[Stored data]
-.-.-
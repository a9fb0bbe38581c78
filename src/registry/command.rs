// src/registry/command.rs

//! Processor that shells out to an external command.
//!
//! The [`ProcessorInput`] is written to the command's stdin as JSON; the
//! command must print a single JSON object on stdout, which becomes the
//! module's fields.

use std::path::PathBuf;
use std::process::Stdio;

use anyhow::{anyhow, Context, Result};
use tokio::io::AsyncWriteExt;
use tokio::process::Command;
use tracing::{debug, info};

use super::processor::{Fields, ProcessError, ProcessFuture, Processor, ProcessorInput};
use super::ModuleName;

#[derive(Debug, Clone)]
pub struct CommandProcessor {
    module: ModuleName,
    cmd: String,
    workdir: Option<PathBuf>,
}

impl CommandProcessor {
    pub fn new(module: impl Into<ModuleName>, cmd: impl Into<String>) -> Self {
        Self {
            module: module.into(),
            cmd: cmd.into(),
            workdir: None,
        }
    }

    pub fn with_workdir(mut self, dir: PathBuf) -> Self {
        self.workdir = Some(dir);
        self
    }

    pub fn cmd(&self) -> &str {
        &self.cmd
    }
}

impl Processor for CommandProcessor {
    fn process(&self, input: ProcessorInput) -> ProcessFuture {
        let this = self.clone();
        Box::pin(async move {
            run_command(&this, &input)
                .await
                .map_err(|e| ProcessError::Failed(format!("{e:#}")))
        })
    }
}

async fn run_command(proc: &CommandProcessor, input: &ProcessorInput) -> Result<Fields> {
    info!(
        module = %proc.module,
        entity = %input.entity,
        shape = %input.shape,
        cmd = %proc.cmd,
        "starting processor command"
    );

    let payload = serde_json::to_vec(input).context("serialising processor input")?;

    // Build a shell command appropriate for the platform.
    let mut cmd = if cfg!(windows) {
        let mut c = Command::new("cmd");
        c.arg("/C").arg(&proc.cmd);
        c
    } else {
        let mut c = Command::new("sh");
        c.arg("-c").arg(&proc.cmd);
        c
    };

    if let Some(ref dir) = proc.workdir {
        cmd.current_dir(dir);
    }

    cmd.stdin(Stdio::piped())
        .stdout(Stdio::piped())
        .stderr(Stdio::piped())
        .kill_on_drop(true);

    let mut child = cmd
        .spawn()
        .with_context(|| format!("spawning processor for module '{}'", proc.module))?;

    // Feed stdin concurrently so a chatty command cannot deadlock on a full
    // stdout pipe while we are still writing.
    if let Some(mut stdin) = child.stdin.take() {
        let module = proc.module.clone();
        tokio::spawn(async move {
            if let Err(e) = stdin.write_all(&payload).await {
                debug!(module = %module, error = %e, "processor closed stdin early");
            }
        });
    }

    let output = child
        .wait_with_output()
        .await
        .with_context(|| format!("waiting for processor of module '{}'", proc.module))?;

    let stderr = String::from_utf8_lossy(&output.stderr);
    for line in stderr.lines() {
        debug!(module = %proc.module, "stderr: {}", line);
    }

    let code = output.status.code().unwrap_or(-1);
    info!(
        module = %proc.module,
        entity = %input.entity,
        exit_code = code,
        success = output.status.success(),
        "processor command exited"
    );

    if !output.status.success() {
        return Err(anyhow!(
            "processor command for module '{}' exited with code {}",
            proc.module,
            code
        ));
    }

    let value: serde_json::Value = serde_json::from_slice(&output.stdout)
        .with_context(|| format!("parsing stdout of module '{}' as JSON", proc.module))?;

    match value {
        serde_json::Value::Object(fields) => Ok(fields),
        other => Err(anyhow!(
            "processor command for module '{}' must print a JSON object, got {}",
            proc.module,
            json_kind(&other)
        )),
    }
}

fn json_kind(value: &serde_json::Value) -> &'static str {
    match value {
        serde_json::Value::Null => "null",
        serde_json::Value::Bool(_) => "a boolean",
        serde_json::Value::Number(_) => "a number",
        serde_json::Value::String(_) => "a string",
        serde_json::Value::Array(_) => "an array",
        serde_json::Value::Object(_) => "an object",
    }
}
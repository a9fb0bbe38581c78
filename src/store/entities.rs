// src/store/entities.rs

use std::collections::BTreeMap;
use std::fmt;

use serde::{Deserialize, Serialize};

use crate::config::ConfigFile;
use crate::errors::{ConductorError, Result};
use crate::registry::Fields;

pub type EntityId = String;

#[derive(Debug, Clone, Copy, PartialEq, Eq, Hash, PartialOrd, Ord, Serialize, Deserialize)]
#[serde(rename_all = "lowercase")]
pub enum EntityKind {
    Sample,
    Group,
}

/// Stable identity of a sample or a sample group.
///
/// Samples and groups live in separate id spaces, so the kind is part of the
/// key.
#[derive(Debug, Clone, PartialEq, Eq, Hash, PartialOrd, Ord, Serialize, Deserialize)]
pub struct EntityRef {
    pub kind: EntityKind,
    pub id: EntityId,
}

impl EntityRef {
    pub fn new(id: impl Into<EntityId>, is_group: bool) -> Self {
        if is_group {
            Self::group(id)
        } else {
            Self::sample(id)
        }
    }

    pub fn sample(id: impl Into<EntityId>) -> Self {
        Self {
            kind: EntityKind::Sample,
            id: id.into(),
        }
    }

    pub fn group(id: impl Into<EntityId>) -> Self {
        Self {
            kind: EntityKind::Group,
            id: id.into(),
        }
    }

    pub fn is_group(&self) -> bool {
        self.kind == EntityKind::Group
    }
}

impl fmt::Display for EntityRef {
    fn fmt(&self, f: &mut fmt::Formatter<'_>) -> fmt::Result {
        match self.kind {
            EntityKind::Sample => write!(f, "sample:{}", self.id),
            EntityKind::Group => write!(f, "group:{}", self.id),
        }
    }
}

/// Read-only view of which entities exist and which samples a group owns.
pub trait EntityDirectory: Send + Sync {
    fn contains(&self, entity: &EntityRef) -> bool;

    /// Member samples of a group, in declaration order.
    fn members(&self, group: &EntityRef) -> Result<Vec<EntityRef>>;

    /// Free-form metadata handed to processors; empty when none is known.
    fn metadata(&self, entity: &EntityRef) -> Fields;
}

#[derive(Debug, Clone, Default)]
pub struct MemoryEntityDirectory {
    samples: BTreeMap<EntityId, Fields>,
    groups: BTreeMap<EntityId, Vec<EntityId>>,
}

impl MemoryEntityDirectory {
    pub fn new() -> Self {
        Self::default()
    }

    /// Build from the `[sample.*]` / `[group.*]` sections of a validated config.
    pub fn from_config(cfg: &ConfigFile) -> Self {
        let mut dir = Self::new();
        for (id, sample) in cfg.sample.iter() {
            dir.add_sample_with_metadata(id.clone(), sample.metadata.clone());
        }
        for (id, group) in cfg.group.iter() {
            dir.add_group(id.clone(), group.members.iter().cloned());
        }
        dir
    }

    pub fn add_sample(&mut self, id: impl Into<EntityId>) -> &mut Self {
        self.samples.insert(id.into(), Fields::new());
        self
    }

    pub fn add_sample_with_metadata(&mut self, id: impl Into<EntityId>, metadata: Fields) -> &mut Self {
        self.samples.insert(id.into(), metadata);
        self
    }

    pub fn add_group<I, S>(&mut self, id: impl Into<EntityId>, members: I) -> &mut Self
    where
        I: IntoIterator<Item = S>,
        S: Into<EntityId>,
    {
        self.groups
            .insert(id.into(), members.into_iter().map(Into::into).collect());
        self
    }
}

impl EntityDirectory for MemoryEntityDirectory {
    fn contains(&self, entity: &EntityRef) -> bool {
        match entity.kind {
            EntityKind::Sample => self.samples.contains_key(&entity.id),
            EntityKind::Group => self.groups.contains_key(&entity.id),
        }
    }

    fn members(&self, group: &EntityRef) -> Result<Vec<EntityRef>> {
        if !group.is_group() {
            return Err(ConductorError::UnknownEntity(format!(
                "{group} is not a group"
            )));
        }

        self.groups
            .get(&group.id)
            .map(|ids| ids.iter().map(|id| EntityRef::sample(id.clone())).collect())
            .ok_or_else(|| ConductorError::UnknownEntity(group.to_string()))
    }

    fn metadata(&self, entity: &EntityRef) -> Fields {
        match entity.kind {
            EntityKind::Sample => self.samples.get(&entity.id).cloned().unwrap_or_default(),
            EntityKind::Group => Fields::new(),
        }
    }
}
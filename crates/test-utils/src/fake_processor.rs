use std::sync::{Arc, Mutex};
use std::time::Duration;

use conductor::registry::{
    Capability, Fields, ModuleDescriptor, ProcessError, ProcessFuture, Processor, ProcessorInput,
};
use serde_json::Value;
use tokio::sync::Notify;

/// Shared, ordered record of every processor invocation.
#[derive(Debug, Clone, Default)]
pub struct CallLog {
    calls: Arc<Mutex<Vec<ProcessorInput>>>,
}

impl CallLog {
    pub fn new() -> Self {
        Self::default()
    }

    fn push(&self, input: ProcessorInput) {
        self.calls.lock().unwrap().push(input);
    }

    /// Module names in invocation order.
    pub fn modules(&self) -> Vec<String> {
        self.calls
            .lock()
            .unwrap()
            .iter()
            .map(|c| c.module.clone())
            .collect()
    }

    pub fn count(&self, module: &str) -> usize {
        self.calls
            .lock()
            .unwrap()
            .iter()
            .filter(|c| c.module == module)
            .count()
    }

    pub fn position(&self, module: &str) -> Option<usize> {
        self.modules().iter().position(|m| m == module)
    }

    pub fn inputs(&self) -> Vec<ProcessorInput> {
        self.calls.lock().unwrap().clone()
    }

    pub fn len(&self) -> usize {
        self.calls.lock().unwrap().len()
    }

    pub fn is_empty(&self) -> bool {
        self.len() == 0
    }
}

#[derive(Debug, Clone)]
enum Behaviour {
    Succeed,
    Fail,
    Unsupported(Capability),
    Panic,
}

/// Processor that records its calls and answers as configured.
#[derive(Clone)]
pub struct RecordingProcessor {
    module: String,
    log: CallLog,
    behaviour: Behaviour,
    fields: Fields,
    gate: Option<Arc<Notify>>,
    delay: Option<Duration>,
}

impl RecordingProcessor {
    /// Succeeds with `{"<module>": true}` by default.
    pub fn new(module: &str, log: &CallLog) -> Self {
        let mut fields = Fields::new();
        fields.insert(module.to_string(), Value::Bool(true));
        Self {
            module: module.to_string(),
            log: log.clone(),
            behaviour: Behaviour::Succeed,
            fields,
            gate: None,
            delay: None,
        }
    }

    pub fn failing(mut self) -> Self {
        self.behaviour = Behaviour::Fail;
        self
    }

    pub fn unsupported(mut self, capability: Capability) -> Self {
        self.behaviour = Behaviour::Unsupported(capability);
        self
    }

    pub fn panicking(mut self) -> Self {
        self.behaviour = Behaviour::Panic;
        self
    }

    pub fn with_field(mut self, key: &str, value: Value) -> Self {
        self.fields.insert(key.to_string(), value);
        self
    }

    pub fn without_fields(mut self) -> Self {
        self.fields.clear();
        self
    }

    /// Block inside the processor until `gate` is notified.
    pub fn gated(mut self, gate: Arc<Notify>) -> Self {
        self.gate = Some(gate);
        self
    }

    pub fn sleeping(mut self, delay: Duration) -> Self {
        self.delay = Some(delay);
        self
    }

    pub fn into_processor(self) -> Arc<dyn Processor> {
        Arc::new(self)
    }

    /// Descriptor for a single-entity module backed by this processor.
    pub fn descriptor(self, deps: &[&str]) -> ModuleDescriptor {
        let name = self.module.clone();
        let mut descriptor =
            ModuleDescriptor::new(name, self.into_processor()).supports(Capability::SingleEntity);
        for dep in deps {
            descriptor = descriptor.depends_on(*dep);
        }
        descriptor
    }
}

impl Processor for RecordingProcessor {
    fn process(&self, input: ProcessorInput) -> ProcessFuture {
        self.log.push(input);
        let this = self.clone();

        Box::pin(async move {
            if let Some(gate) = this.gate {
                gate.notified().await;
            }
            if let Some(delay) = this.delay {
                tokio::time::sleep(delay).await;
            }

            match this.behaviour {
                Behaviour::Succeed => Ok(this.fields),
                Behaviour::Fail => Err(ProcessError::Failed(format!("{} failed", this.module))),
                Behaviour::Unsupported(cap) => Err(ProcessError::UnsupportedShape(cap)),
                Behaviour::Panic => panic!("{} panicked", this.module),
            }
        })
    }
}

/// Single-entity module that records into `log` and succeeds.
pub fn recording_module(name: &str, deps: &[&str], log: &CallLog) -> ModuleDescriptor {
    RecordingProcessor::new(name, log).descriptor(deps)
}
-.-.-
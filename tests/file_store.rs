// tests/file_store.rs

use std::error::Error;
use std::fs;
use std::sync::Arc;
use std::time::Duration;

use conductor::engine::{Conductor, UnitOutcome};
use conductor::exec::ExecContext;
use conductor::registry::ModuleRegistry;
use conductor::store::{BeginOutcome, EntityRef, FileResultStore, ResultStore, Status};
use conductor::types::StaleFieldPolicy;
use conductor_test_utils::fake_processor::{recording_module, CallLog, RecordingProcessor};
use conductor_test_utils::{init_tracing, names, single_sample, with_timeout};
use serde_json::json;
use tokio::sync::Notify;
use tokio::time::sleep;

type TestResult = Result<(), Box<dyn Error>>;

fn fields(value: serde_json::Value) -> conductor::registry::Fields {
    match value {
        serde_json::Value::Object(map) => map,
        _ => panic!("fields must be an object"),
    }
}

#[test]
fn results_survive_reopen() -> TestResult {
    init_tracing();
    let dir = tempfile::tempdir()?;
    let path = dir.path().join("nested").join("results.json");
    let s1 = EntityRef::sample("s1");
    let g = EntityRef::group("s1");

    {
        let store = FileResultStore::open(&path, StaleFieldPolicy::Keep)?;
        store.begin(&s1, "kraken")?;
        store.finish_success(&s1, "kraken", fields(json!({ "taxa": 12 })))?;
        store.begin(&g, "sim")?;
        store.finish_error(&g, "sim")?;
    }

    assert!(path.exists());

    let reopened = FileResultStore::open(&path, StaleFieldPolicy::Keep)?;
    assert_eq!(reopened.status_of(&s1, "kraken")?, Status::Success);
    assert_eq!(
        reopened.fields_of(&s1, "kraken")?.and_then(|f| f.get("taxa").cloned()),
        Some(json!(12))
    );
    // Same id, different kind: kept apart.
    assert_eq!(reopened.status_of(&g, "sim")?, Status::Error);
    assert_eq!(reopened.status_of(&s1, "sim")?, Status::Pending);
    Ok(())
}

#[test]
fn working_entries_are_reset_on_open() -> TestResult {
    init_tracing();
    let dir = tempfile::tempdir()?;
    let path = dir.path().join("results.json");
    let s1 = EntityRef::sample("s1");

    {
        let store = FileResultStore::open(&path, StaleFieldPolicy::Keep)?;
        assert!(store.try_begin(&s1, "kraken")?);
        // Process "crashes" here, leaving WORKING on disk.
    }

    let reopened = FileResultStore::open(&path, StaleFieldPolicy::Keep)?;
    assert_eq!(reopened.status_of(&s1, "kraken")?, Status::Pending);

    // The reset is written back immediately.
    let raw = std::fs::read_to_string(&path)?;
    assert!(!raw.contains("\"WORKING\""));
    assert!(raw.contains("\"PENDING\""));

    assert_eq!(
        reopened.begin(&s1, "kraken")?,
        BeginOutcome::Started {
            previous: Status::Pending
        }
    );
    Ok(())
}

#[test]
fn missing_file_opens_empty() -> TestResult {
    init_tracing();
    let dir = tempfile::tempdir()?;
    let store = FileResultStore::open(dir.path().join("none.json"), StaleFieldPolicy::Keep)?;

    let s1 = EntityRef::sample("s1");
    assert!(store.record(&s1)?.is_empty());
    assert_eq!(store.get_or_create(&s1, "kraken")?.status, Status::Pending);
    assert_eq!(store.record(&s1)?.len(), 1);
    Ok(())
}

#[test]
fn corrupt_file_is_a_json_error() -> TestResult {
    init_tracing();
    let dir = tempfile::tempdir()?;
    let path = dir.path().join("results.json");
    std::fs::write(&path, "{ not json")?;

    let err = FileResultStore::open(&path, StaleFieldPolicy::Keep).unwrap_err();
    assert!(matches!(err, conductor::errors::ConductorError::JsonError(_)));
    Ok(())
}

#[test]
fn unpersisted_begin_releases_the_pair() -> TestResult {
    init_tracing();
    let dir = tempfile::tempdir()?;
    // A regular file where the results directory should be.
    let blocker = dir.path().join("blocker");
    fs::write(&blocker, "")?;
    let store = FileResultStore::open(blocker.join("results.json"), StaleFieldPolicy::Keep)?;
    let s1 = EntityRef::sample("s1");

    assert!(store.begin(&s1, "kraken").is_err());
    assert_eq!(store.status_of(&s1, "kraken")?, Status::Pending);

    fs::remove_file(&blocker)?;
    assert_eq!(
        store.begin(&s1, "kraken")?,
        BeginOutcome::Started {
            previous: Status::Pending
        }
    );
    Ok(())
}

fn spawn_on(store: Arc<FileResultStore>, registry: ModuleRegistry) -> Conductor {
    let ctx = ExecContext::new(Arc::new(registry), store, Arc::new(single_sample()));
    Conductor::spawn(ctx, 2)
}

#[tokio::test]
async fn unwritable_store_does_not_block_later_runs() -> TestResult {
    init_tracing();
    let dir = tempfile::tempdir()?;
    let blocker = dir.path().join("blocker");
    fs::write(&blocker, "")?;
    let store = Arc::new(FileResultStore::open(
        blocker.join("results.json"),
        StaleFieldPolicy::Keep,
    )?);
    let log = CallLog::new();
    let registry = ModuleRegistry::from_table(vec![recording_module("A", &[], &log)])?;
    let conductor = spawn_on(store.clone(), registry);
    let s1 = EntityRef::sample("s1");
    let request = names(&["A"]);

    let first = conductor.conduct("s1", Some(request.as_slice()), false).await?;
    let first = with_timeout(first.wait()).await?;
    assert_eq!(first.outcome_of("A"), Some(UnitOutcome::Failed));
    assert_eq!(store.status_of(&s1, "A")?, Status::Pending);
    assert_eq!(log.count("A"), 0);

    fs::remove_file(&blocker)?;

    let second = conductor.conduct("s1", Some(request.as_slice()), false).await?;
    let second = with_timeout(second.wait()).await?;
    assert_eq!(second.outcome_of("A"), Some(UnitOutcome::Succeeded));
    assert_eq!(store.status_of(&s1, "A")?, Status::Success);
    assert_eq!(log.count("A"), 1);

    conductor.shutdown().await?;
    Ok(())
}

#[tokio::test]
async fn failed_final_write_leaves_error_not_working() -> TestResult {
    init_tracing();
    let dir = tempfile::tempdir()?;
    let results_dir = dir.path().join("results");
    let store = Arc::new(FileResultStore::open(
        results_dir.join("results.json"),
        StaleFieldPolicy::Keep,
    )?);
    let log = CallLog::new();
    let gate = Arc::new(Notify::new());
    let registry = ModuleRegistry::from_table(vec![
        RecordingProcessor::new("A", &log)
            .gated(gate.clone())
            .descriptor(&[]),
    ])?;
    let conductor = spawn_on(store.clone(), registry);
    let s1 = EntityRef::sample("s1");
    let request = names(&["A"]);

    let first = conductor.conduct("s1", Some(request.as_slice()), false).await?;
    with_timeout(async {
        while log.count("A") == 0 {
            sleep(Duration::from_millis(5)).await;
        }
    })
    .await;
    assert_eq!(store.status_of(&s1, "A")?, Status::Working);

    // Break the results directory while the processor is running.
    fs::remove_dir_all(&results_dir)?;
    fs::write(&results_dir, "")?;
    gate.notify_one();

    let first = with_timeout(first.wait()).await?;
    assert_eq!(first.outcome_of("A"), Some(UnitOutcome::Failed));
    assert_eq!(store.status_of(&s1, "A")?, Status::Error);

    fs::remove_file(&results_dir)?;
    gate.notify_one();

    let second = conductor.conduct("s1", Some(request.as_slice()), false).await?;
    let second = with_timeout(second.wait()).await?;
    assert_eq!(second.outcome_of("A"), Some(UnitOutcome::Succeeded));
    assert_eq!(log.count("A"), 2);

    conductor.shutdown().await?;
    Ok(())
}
-.-.-
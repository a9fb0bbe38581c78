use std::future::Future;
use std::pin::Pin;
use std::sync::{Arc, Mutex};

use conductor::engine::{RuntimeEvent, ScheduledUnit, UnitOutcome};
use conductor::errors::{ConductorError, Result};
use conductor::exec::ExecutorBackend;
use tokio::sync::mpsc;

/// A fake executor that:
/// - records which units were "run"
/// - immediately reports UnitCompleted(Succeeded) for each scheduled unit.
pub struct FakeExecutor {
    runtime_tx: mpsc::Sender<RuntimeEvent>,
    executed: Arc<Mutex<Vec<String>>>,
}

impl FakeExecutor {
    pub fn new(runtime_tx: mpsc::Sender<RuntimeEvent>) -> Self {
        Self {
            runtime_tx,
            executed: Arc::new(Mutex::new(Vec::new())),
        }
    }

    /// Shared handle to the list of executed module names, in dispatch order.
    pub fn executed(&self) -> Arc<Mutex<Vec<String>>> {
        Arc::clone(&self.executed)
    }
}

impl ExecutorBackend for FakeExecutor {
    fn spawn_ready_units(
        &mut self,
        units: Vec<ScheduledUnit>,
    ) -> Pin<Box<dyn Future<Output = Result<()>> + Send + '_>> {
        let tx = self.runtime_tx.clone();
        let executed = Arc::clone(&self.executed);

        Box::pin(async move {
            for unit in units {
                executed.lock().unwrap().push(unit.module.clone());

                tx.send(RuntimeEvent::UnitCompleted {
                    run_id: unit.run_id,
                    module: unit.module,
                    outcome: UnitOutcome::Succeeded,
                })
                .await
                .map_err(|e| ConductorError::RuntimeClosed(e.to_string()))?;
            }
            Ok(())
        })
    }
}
-.-.-
What you will do:
Determine the count of lines in the data that contain the string "ConductorError", and reply with that count alone.

Response for this exercise:
6